Please copy, exactly as they appear below, the lines from the one containing "pub fn from_records<const" through the one containing "owned JSON value.".

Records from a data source
════

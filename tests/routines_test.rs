//! Procedure and function tools against the in-memory provider.

mod common;

use common::{FakeProvider, args, body, registry};
use mssql_mcp_server::db::RowSet;
use serde_json::json;

#[tokio::test]
async fn test_list_routines_adds_full_name() {
    let provider = FakeProvider::new().on_query(|_, _| {
        Ok(RowSet::from_records(
            ["schema", "name", "type", "created", "modified"],
            vec![
                [
                    json!("dbo"),
                    json!("fn_Total"),
                    json!("SQL_SCALAR_FUNCTION"),
                    json!("2024-03-01T10:00:00"),
                    json!("2024-03-02T10:00:00"),
                ],
                [
                    json!("dbo"),
                    json!("usp_Refresh"),
                    json!("SQL_STORED_PROCEDURE"),
                    json!("2024-03-01T10:00:00"),
                    json!("2024-03-01T10:00:00"),
                ],
            ],
        ))
    });
    let (registry, _) = registry(provider, true);

    let response = registry.call("list_procedures_and_functions", None).await;

    assert!(!response.is_error, "{}", response.text);
    let data = body(&response.text)["data"].clone();
    assert_eq!(data.as_array().unwrap().len(), 2);
    assert_eq!(data[0]["full_name"], "dbo.fn_Total");
    assert_eq!(data[1]["full_name"], "dbo.usp_Refresh");
    assert_eq!(data[1]["type"], "SQL_STORED_PROCEDURE");
}

#[tokio::test]
async fn test_describe_routine_returns_definition_and_parameters() {
    let provider = FakeProvider::new().on_query(|sql, params| {
        assert_eq!(params[0].as_str(), Some("dbo"));
        assert_eq!(params[1].as_str(), Some("usp_GetOrders"));

        if sql.contains("sys.sql_modules") {
            return Ok(RowSet::from_records(
                ["schema", "name", "type", "created", "modified", "definition"],
                vec![[
                    json!("dbo"),
                    json!("usp_GetOrders"),
                    json!("SQL_STORED_PROCEDURE"),
                    json!("2024-03-01T10:00:00"),
                    json!("2024-03-01T10:00:00"),
                    json!("CREATE PROCEDURE dbo.usp_GetOrders @CustomerId INT, @Total MONEY OUTPUT AS SELECT 1"),
                ]],
            ));
        }
        Ok(RowSet::from_records(
            [
                "name",
                "data_type",
                "max_length",
                "precision",
                "scale",
                "is_output",
                "has_default",
                "default_value",
            ],
            vec![
                [
                    json!("@CustomerId"),
                    json!("int"),
                    json!(4),
                    json!(10),
                    json!(0),
                    json!(false),
                    json!(false),
                    json!(null),
                ],
                [
                    json!("@Total"),
                    json!("money"),
                    json!(8),
                    json!(19),
                    json!(4),
                    json!(true),
                    json!(false),
                    json!(null),
                ],
            ],
        ))
    });
    let (registry, provider) = registry(provider, false);

    let response = registry
        .call(
            "describe_procedure_or_function",
            Some(&args(json!({ "schema_name": "dbo", "object_name": "usp_GetOrders" }))),
        )
        .await;

    assert!(!response.is_error, "{}", response.text);
    let doc = body(&response.text)["data"].clone();
    assert_eq!(doc["object"]["name"], "usp_GetOrders");
    assert!(doc["object"]["definition"].as_str().unwrap().starts_with("CREATE PROCEDURE"));
    assert_eq!(doc["parameters"][0]["name"], "@CustomerId");
    assert_eq!(doc["parameters"][1]["is_output"], true);
    assert!(doc["parameters"][1].get("default_value").is_none());
    assert_eq!(provider.queries().len(), 2);
}

#[tokio::test]
async fn test_describe_missing_routine() {
    let (registry, provider) = registry(FakeProvider::new(), false);

    let response = registry
        .call(
            "describe_procedure_or_function",
            Some(&args(json!({ "schema_name": "dbo", "object_name": "usp_Gone" }))),
        )
        .await;

    assert!(response.is_error);
    assert_eq!(
        response.text,
        "Error: Procedure or function 'dbo.usp_Gone' not found."
    );
    // The parameter lookup is skipped once the object is known to be missing
    assert_eq!(provider.queries().len(), 1);
}

#[tokio::test]
async fn test_describe_requires_both_names_before_connecting() {
    let (registry, provider) = registry(FakeProvider::new(), false);

    let response = registry
        .call(
            "describe_procedure_or_function",
            Some(&args(json!({ "schema_name": " ", "object_name": "usp_GetOrders" }))),
        )
        .await;
    assert!(response.is_error);
    assert!(response.text.contains("Schema name is required"), "{}", response.text);

    let response = registry
        .call(
            "describe_procedure_or_function",
            Some(&args(json!({ "schema_name": "dbo" }))),
        )
        .await;
    assert!(response.is_error);
    assert!(response.text.contains("Object name is required"), "{}", response.text);

    assert!(provider.calls().is_empty());
}
//! The `list_tables` tool.

use crate::db::{Connection, ConnectionProvider, release};
use crate::error::DbResult;
use crate::models::OperationResult;
use crate::tools::{Tool, ToolDescriptor, finish};
use std::sync::Arc;
use tracing::info;

pub const DESCRIPTOR: ToolDescriptor = ToolDescriptor {
    name: "list_tables",
    title: "List Tables",
    description: "Lists all tables in the SQL Database.",
    readonly: true,
    idempotent: true,
    destructive: false,
};

pub(crate) const LIST_TABLES_QUERY: &str = "SELECT TABLE_SCHEMA, TABLE_NAME \
    FROM INFORMATION_SCHEMA.TABLES \
    WHERE TABLE_TYPE = 'BASE TABLE' \
    ORDER BY TABLE_SCHEMA, TABLE_NAME";

/// Enumerates base tables as `schema.table` strings.
#[derive(Debug)]
pub struct ListTablesTool<P> {
    provider: Arc<P>,
}

impl<P: ConnectionProvider> ListTablesTool<P> {
    pub fn new(provider: Arc<P>) -> Self {
        Self { provider }
    }

    pub async fn execute(&self) -> OperationResult {
        finish(&DESCRIPTOR, self.list().await)
    }

    async fn list(&self) -> DbResult<OperationResult> {
        let mut conn = self.provider.get_open_connection().await?;
        let outcome = conn.query(LIST_TABLES_QUERY, &[]).await;
        release(conn).await;

        let rows = outcome?;
        let tables: Vec<String> = rows
            .rows()
            .map(|row| format!("{}.{}", row.str("TABLE_SCHEMA"), row.str("TABLE_NAME")))
            .collect();

        info!(count = tables.len(), "Listed tables");
        Ok(OperationResult::from_payload(&tables))
    }
}

impl<P> Tool for ListTablesTool<P> {
    fn descriptor(&self) -> &'static ToolDescriptor {
        &DESCRIPTOR
    }
}
//! SQL Server value mappings.
//!
//! This module converts TDS column values into JSON and provides the
//! driver-independent [`RowSet`] that every tool consumes.
//!
//! # Architecture
//!
//! Conversion happens once, when a result set is drained from the wire:
//! 1. `typed_column_to_json` maps each value using its column's declared type
//!    (MONEY arrives as a float and is re-rendered as exact text)
//! 2. `column_to_json` maps each remaining `ColumnData` variant to JSON
//! 3. `RowSet` keeps column names and values in result-set order
//!
//! Tools never see driver types, which keeps them testable against an
//! in-memory connection.

use serde_json::{Map, Value as JsonValue};
use tiberius::{ColumnData, ColumnType, FromSql};

// =============================================================================
// Result Sets
// =============================================================================

/// A fully materialized result set.
#[derive(Debug, Clone, Default, PartialEq)]
pub struct RowSet {
    columns: Vec<String>,
    rows: Vec<Vec<JsonValue>>,
}

impl RowSet {
    pub fn new(columns: Vec<String>, rows: Vec<Vec<JsonValue>>) -> Self {
        Self { columns, rows }
    }

    /// Build a row set from (column, value) records, the shape test doubles use.
    pub fn from_records<const N: usize>(columns: [&str; N], rows: Vec<[JsonValue; N]>) -> Self {
        Self {
            columns: columns.iter().map(|c| c.to_string()).collect(),
            rows: rows.into_iter().map(Vec::from).collect(),
        }
    }

    pub fn columns(&self) -> &[String] {
        &self.columns
    }

    pub fn len(&self) -> usize {
        self.rows.len()
    }

    pub fn is_empty(&self) -> bool {
        self.rows.is_empty()
    }

    pub fn rows(&self) -> impl Iterator<Item = RowRef<'_>> {
        self.rows.iter().map(|values| RowRef {
            columns: &self.columns,
            values,
        })
    }

    pub fn first(&self) -> Option<RowRef<'_>> {
        self.rows().next()
    }

    /// Convert into column-name → value maps, preserving column order.
    ///
    /// Duplicate column names keep the last value, as a map can hold only one.
    pub fn into_records(self) -> Vec<Map<String, JsonValue>> {
        let columns = self.columns;
        self.rows
            .into_iter()
            .map(|values| columns.iter().cloned().zip(values).collect())
            .collect()
    }
}

/// Borrowed view of one row with lookup by column name.
#[derive(Debug, Clone, Copy)]
pub struct RowRef<'a> {
    columns: &'a [String],
    values: &'a [JsonValue],
}

impl<'a> RowRef<'a> {
    /// Value of the named column, or `Null` when the column is absent.
    pub fn get(&self, column: &str) -> &'a JsonValue {
        self.columns
            .iter()
            .position(|c| c.eq_ignore_ascii_case(column))
            .and_then(|idx| self.values.get(idx))
            .unwrap_or(&JsonValue::Null)
    }

    /// The value as an owned JSON value.
    pub fn value(&self, column: &str) -> JsonValue {
        self.get(column).clone()
    }

    /// String value; NULL and empty strings become `None`.
    pub fn opt_str(&self, column: &str) -> Option<String> {
        match self.get(column) {
            JsonValue::String(s) if !s.is_empty() => Some(s.clone()),
            JsonValue::Null => None,
            JsonValue::String(_) => None,
            other => Some(other.to_string()),
        }
    }

    /// String value with NULL mapped to an empty string.
    pub fn str(&self, column: &str) -> String {
        match self.get(column) {
            JsonValue::String(s) => s.clone(),
            JsonValue::Null => String::new(),
            other => other.to_string(),
        }
    }

    /// Integer value; NULL and non-numeric values become 0.
    pub fn int(&self, column: &str) -> i64 {
        match self.get(column) {
            JsonValue::Number(n) => n.as_i64().unwrap_or_default(),
            JsonValue::String(s) => s.trim().parse().unwrap_or_default(),
            _ => 0,
        }
    }

    /// Boolean value; BIT columns arrive as JSON booleans, computed flags may be integers.
    pub fn bool(&self, column: &str) -> bool {
        match self.get(column) {
            JsonValue::Bool(b) => *b,
            JsonValue::Number(n) => n.as_i64().is_some_and(|v| v != 0),
            _ => false,
        }
    }
}

// =============================================================================
// Binary Encoding
// =============================================================================

/// Encode binary column data as base64 text.
pub fn encode_binary_value(bytes: &[u8]) -> JsonValue {
    use base64::{Engine as _, engine::general_purpose::STANDARD};

    JsonValue::String(STANDARD.encode(bytes))
}

// =============================================================================
// Column Decoding
// =============================================================================

/// Convert a single TDS column value to JSON.
///
/// DECIMAL/NUMERIC/MONEY are rendered as strings to keep their exact
/// representation; temporal types use ISO-8601.
pub fn column_to_json(data: ColumnData<'static>) -> JsonValue {
    match data {
        ColumnData::U8(v) => v.map(JsonValue::from).unwrap_or(JsonValue::Null),
        ColumnData::I16(v) => v.map(JsonValue::from).unwrap_or(JsonValue::Null),
        ColumnData::I32(v) => v.map(JsonValue::from).unwrap_or(JsonValue::Null),
        ColumnData::I64(v) => v.map(JsonValue::from).unwrap_or(JsonValue::Null),
        ColumnData::F32(v) => v
            .and_then(|f| serde_json::Number::from_f64(f as f64))
            .map(JsonValue::Number)
            .unwrap_or(JsonValue::Null),
        ColumnData::F64(v) => v
            .and_then(serde_json::Number::from_f64)
            .map(JsonValue::Number)
            .unwrap_or(JsonValue::Null),
        ColumnData::Bit(v) => v.map(JsonValue::Bool).unwrap_or(JsonValue::Null),
        ColumnData::String(v) => v
            .map(|s| JsonValue::String(s.into_owned()))
            .unwrap_or(JsonValue::Null),
        ColumnData::Guid(v) => v
            .map(|g| JsonValue::String(g.to_string()))
            .unwrap_or(JsonValue::Null),
        ColumnData::Binary(v) => v
            .map(|b| encode_binary_value(&b))
            .unwrap_or(JsonValue::Null),
        ColumnData::Numeric(v) => v
            .map(|n| JsonValue::String(n.to_string()))
            .unwrap_or(JsonValue::Null),
        ColumnData::Xml(v) => v
            .map(|x| JsonValue::String(x.into_owned().into_string()))
            .unwrap_or(JsonValue::Null),
        ColumnData::DateTime(_) | ColumnData::SmallDateTime(_) | ColumnData::DateTime2(_) => {
            decode_with::<chrono::NaiveDateTime>(&data, |v| {
                v.format("%Y-%m-%dT%H:%M:%S%.f").to_string()
            })
        }
        ColumnData::Date(_) => {
            decode_with::<chrono::NaiveDate>(&data, |v| v.format("%Y-%m-%d").to_string())
        }
        ColumnData::Time(_) => {
            decode_with::<chrono::NaiveTime>(&data, |v| v.format("%H:%M:%S%.f").to_string())
        }
        ColumnData::DateTimeOffset(_) => {
            decode_with::<chrono::DateTime<chrono::FixedOffset>>(&data, |v| v.to_rfc3339())
        }
        #[allow(unreachable_patterns)]
        _ => JsonValue::Null,
    }
}

fn decode_with<'a, T>(data: &'a ColumnData<'static>, render: impl FnOnce(T) -> String) -> JsonValue
where
    T: FromSql<'a>,
{
    match T::from_sql(data) {
        Ok(Some(v)) => JsonValue::String(render(v)),
        Ok(None) => JsonValue::Null,
        Err(e) => {
            tracing::error!("Failed to decode temporal value: {}", e);
            JsonValue::Null
        }
    }
}

/// Convert a column value, taking the column's declared type into account.
pub fn typed_column_to_json(data: ColumnData<'static>, column_type: ColumnType) -> JsonValue {
    match column_type {
        ColumnType::Money | ColumnType::Money4 => money_to_json(data),
        _ => column_to_json(data),
    }
}

/// MONEY/SMALLMONEY as a fixed four-decimal string.
///
/// The driver decodes both as `F64`; rounding back to the scaled integer
/// restores the stored value.
pub fn money_to_json(data: ColumnData<'static>) -> JsonValue {
    match data {
        ColumnData::F64(Some(v)) => JsonValue::String(format_money(v)),
        ColumnData::F32(Some(v)) => JsonValue::String(format_money(f64::from(v))),
        other => column_to_json(other),
    }
}

fn format_money(value: f64) -> String {
    // Saturates at the MONEY range bounds
    let scaled = (value * 10_000.0).round() as i64;
    let sign = if scaled < 0 { "-" } else { "" };
    let abs = scaled.unsigned_abs();
    format!("{}{}.{:04}", sign, abs / 10_000, abs % 10_000)
}

/// Drain a tiberius row into JSON values, in column order.
pub fn row_to_values(row: tiberius::Row) -> Vec<JsonValue> {
    let types: Vec<ColumnType> = row.columns().iter().map(|c| c.column_type()).collect();
    row.into_iter()
        .zip(types)
        .map(|(data, column_type)| typed_column_to_json(data, column_type))
        .collect()
}
//! The `test_connection` tool.

use crate::db::{Connection, ConnectionProvider, release};
use crate::error::DbResult;
use crate::models::OperationResult;
use crate::tools::{Tool, ToolDescriptor, finish};
use serde::Serialize;
use std::sync::Arc;
use tracing::info;

pub const DESCRIPTOR: ToolDescriptor = ToolDescriptor {
    name: "test_connection",
    title: "Test Connection",
    description: "Tests the database connection and returns connection status and basic server information.",
    readonly: true,
    idempotent: true,
    destructive: false,
};

pub(crate) const SERVER_INFO_QUERY: &str = "\
SELECT DB_NAME() AS [database], \
       CAST(SERVERPROPERTY('ProductVersion') AS NVARCHAR(128)) AS server_version, \
       @@SERVERNAME AS data_source";

/// Output of the test_connection tool.
#[derive(Debug, Clone, PartialEq, Serialize)]
pub struct ConnectionInfo {
    pub database: Option<String>,
    pub server_version: Option<String>,
    pub data_source: Option<String>,
    pub connect_timeout_secs: u64,
}

/// Opens a connection and reports what it is connected to.
#[derive(Debug)]
pub struct TestConnectionTool<P> {
    provider: Arc<P>,
}

impl<P: ConnectionProvider> TestConnectionTool<P> {
    pub fn new(provider: Arc<P>) -> Self {
        Self { provider }
    }

    pub async fn execute(&self) -> OperationResult {
        finish(&DESCRIPTOR, self.server_info().await)
    }

    async fn server_info(&self) -> DbResult<OperationResult> {
        let mut conn = self.provider.get_open_connection().await?;
        let outcome = conn.query(SERVER_INFO_QUERY, &[]).await;
        release(conn).await;

        let rows = outcome?;
        let row = rows.first();
        let info = ConnectionInfo {
            database: row.and_then(|r| r.opt_str("database")),
            server_version: row.and_then(|r| r.opt_str("server_version")),
            data_source: row.and_then(|r| r.opt_str("data_source")),
            connect_timeout_secs: self.provider.connect_timeout().as_secs(),
        };

        info!(
            database = info.database.as_deref().unwrap_or_default(),
            server_version = info.server_version.as_deref().unwrap_or_default(),
            "Database connection test successful"
        );
        Ok(OperationResult::from_payload(&info))
    }
}

impl<P> Tool for TestConnectionTool<P> {
    fn descriptor(&self) -> &'static ToolDescriptor {
        &DESCRIPTOR
    }
}
//! Routine execution and index creation against the in-memory provider.

mod common;

use common::{Call, FakeProvider, args, body, registry};
use mssql_mcp_server::db::{RowSet, SqlParam};
use mssql_mcp_server::error::DbError;
use serde_json::json;

fn p(value: &str) -> Option<String> {
    Some(value.to_string())
}

#[tokio::test]
async fn test_procedure_runs_as_exec_with_bound_arguments() {
    let provider = FakeProvider::new().on_query(|_, params| {
        assert_eq!(params[0], SqlParam::Int(42));
        Ok(RowSet::from_records(
            ["OrderId", "Total"],
            vec![[json!(1), json!("10.5000")], [json!(2), json!("3.2500")]],
        ))
    });
    let (registry, provider) = registry(provider, false);

    let response = registry
        .call(
            "execute_stored_procedure",
            Some(&args(json!({
                "procedureName": "dbo.usp_GetOrders",
                "parameters": { "CustomerId": 42, "@Status": "open", "Since": null }
            }))),
        )
        .await;

    assert!(!response.is_error, "{}", response.text);
    assert_eq!(
        body(&response.text),
        json!({
            "success": true,
            "rows_affected": 2,
            "data": [
                { "OrderId": 1, "Total": "10.5000" },
                { "OrderId": 2, "Total": "3.2500" }
            ]
        })
    );
    assert_eq!(
        provider.calls(),
        vec![
            Call::Connect,
            Call::Query {
                sql: "EXEC [dbo].[usp_GetOrders] @CustomerId = @P1, @Status = @P2, @Since = @P3"
                    .to_string(),
                params: vec![p("42"), p("open"), None],
            },
            Call::Close,
        ]
    );
}

#[tokio::test]
async fn test_procedure_without_result_set_reports_zero_rows() {
    let (registry, _) = registry(FakeProvider::new(), false);

    let response = registry
        .call(
            "execute_stored_procedure",
            Some(&args(json!({ "procedureName": "usp_Refresh" }))),
        )
        .await;

    assert_eq!(
        body(&response.text),
        json!({ "success": true, "rows_affected": 0, "data": [] })
    );
}

#[tokio::test]
async fn test_function_selects_from_quoted_name() {
    let provider = FakeProvider::new().on_query(|_, _| {
        Ok(RowSet::from_records(["value"], vec![[json!(7)]]))
    });
    let (registry, provider) = registry(provider, false);

    let response = registry
        .call(
            "execute_function",
            Some(&args(json!({
                "functionName": "fn_Add",
                "parameters": { "a": 3, "b": 4 }
            }))),
        )
        .await;

    assert_eq!(body(&response.text)["data"], json!([{ "value": 7 }]));
    assert_eq!(body(&response.text)["rows_affected"], 1);
    assert_eq!(
        provider.queries(),
        vec![(
            "SELECT * FROM [fn_Add](@P1, @P2)".to_string(),
            vec![p("3"), p("4")]
        )]
    );
}

#[tokio::test]
async fn test_function_is_available_in_readonly_mode() {
    let (registry, provider) = registry(FakeProvider::new(), true);

    let response = registry
        .call("execute_function", Some(&args(json!({ "functionName": "dbo.fn_Now" }))))
        .await;
    assert!(!response.is_error, "{}", response.text);
    assert_eq!(provider.queries()[0].0, "SELECT * FROM [dbo].[fn_Now]()");

    for name in ["execute_stored_procedure", "create_index"] {
        let response = registry.call(name, Some(&args(json!({})))).await;
        assert_eq!(response.text, format!("Unknown tool: {}", name));
    }
}

#[tokio::test]
async fn test_injected_routine_name_never_reaches_the_server() {
    let (registry, provider) = registry(FakeProvider::new(), false);

    let response = registry
        .call(
            "execute_function",
            Some(&args(json!({ "functionName": "fn(); DROP TABLE dbo.Orders; --" }))),
        )
        .await;

    assert!(response.is_error);
    assert_eq!(
        response.text,
        "Error: Invalid input: Invalid object name 'fn(); DROP TABLE dbo.Orders; --'"
    );
    assert!(provider.calls().is_empty());

    let response = registry
        .call(
            "execute_stored_procedure",
            Some(&args(json!({
                "procedureName": "usp",
                "parameters": { "x = 1; DROP TABLE t; --": 1 }
            }))),
        )
        .await;
    assert!(response.is_error);
    assert!(provider.calls().is_empty());
}

#[tokio::test]
async fn test_missing_routine_name_is_invalid_input() {
    let (registry, provider) = registry(FakeProvider::new(), false);

    let response = registry.call("execute_stored_procedure", None).await;

    assert!(response.is_error);
    assert!(response.text.starts_with("Error: Invalid input"));
    assert!(response.text.contains("procedureName"));
    assert!(provider.calls().is_empty());
}

#[tokio::test]
async fn test_procedure_server_error_is_verbatim() {
    let provider = FakeProvider::new().on_query(|_, _| {
        Err(DbError::statement(
            "Could not find stored procedure 'dbo.usp_Missing'.",
            Some(2812),
        ))
    });
    let (registry, provider) = registry(provider, false);

    let response = registry
        .call(
            "execute_stored_procedure",
            Some(&args(json!({ "procedureName": "dbo.usp_Missing" }))),
        )
        .await;

    assert!(response.is_error);
    assert_eq!(
        response.text,
        "Error: Could not find stored procedure 'dbo.usp_Missing'."
    );
    assert_eq!(provider.calls().last(), Some(&Call::Close));
}

#[tokio::test]
async fn test_create_index_commits_generated_statement() {
    let (registry, provider) = registry(FakeProvider::new(), false);

    let response = registry
        .call(
            "create_index",
            Some(&args(json!({
                "schemaName": "sales",
                "tableName": "Orders",
                "indexName": "UX_Orders_Number",
                "columns": ["OrderNumber", "Region"],
                "isUnique": true
            }))),
        )
        .await;

    assert!(!response.is_error, "{}", response.text);
    assert_eq!(
        body(&response.text)["data"],
        json!({
            "message": "Index [UX_Orders_Number] created successfully on table [sales.Orders]",
            "details": {
                "schemaName": "sales",
                "tableName": "Orders",
                "indexName": "UX_Orders_Number",
                "columnNames": "OrderNumber, Region",
                "isUnique": true,
                "isClustered": false
            }
        })
    );
    assert_eq!(
        provider.calls(),
        vec![
            Call::Connect,
            Call::Begin,
            Call::Execute(
                "CREATE UNIQUE NONCLUSTERED INDEX [UX_Orders_Number] ON [sales].[Orders] ([OrderNumber], [Region])"
                    .to_string()
            ),
            Call::Commit,
            Call::Close,
        ]
    );
}

#[tokio::test]
async fn test_create_index_failure_skips_commit() {
    let provider = FakeProvider::new().on_execute(|_| {
        Err(DbError::statement(
            "Column name 'Nope' does not exist in the target table or view.",
            Some(1911),
        ))
    });
    let (registry, provider) = registry(provider, false);

    let response = registry
        .call(
            "create_index",
            Some(&args(json!({
                "tableName": "Orders",
                "indexName": "IX_Nope",
                "columns": ["Nope"]
            }))),
        )
        .await;

    assert!(response.is_error);
    assert!(!provider.calls().contains(&Call::Commit));
    assert_eq!(provider.calls().last(), Some(&Call::Close));
}

#[tokio::test]
async fn test_create_index_without_columns_does_not_connect() {
    let (registry, provider) = registry(FakeProvider::new(), false);

    let response = registry
        .call(
            "create_index",
            Some(&args(json!({ "tableName": "Orders", "indexName": "IX", "columns": [] }))),
        )
        .await;

    assert_eq!(
        response.text,
        "Error: Invalid input: At least one column is required"
    );
    assert!(provider.calls().is_empty());
}
//! Data models for the SQL Server MCP Server.
//!
//! This module re-exports all model types used throughout the application.

pub mod result;
pub mod routine;
pub mod schema;

// Re-export commonly used types
pub use result::OperationResult;
pub use routine::{RoutineDocument, RoutineObject, RoutineParameter, RoutineSummary};
pub use schema::{
    ColumnInfo, ConstraintInfo, ForeignKeyInfo, IndexInfo, ResolvedTable, TableIdentity, TableRef,
    TableSchemaDocument,
};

════

RESPONSE TO THIS TASK:
    pub fn from_records<const N: usize>(columns: [&str; N], rows: Vec<[JsonValue; N]>) -> Self {
        Self {
            columns: columns.iter().map(|c| c.to_string()).collect(),
            rows: rows.into_iter().map(Vec::from).collect(),
        }
    }

    pub fn columns(&self) -> &[String] {
        &self.columns
    }

    pub fn len(&self) -> usize {
        self.rows.len()
    }

    pub fn is_empty(&self) -> bool {
        self.rows.is_empty()
    }

    pub fn rows(&self) -> impl Iterator<Item = RowRef<'_>> {
        self.rows.iter().map(|values| RowRef {
            columns: &self.columns,
            values,
        })
    }

    pub fn first(&self) -> Option<RowRef<'_>> {
        self.rows().next()
    }

    /// Convert into column-name → value maps, preserving column order.
    ///
    /// Duplicate column names keep the last value, as a map can hold only one.
    pub fn into_records(self) -> Vec<Map<String, JsonValue>> {
        let columns = self.columns;
        self.rows
            .into_iter()
            .map(|values| columns.iter().cloned().zip(values).collect())
            .collect()
    }
}

/// Borrowed view of one row with lookup by column name.
#[derive(Debug, Clone, Copy)]
pub struct RowRef<'a> {
    columns: &'a [String],
    values: &'a [JsonValue],
}

impl<'a> RowRef<'a> {
    /// Value of the named column, or `Null` when the column is absent.
    pub fn get(&self, column: &str) -> &'a JsonValue {
        self.columns
            .iter()
            .position(|c| c.eq_ignore_ascii_case(column))
            .and_then(|idx| self.values.get(idx))
            .unwrap_or(&JsonValue::Null)
    }

    /// The value as an owned JSON value.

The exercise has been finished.